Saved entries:

+++

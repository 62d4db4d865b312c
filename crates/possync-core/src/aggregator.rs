// ── Sync aggregation ──
//
// One invocation: validate → derive credentials → fetch transactions
// (required) → fetch customers + products concurrently (best-effort) →
// assemble. Nothing survives between invocations.

use std::sync::Arc;

use possync_api::{Credentials, Record, StoreHubClient};
use tracing::{Instrument, debug, info, info_span, warn};

use crate::clock::{Clock, SystemClock, format_day};
use crate::config::SyncConfig;
use crate::error::SyncFailure;
use crate::model::{SyncRequest, SyncResult};

/// Exactly one of a result or a failure per request.
pub type SyncOutcome = Result<SyncResult, SyncFailure>;

/// Pulls one day of StoreHub data into a single payload.
///
/// Transactions are the required resource: any failure there ends the
/// sync with a [`SyncFailure`]. Customers and products are optional
/// enrichment: a failure on either yields an empty list and the sync
/// still succeeds. Retries are left to the caller.
///
/// Cheap to share; holds only configuration and a clock.
#[derive(Clone)]
pub struct SyncAggregator {
    config: SyncConfig,
    clock: Arc<dyn Clock>,
}

impl SyncAggregator {
    pub fn new(config: SyncConfig) -> Self {
        Self::with_clock(config, Arc::new(SystemClock))
    }

    pub fn with_clock(config: SyncConfig, clock: Arc<dyn Clock>) -> Self {
        Self { config, clock }
    }

    pub fn config(&self) -> &SyncConfig {
        &self.config
    }

    /// Run one synchronization.
    pub async fn synchronize(&self, request: SyncRequest) -> SyncOutcome {
        let Some((username, password)) = request.credentials() else {
            debug!("rejecting sync request without credentials");
            return Err(SyncFailure::missing_credentials());
        };

        let date = request
            .requested_date()
            .map_or_else(|| format_day(self.clock.today()), str::to_owned);

        let credentials = Credentials::basic(username, password);
        let client = StoreHubClient::new(
            &self.config.base_url,
            &credentials,
            &self.config.transport(),
        )?;
        drop(credentials);

        let span = info_span!("sync", date = %date);
        Self::collect(&client, date).instrument(span).await
    }

    async fn collect(client: &StoreHubClient, date: String) -> SyncOutcome {
        let transactions = client
            .list_transactions(&date, &date)
            .await
            .map_err(|e| {
                warn!(error = %e, "transaction fetch failed");
                SyncFailure::from_api("transactions", e)
            })?;

        let (customers_res, products_res) =
            tokio::join!(client.list_customers(), client.list_products());

        let customers = unwrap_or_empty("customers", customers_res);
        let products = unwrap_or_empty("products", products_res);

        info!(
            transactions = transactions.len(),
            customers = customers.len(),
            products = products.len(),
            "sync assembled"
        );

        Ok(SyncResult::new(date, transactions, customers, products))
    }
}

/// Downgrade a failed optional fetch to an empty list.
///
/// The caller never sees why; the warning is the only trace of it.
fn unwrap_or_empty(resource: &str, result: Result<Vec<Record>, possync_api::Error>) -> Vec<Record> {
    match result {
        Ok(records) => records,
        Err(e) => {
            warn!(
                resource,
                status = e.status(),
                timeout = e.is_timeout(),
                error = %e,
                "optional fetch failed, treating as empty"
            );
            Vec::new()
        }
    }
}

+++

Work instruction —
Could you find every line in the records above that has the string "only" and copy it?

Problem solution —
/// Cheap to share; holds only configuration and a clock.
/// The caller never sees why; the warning is the only trace of it.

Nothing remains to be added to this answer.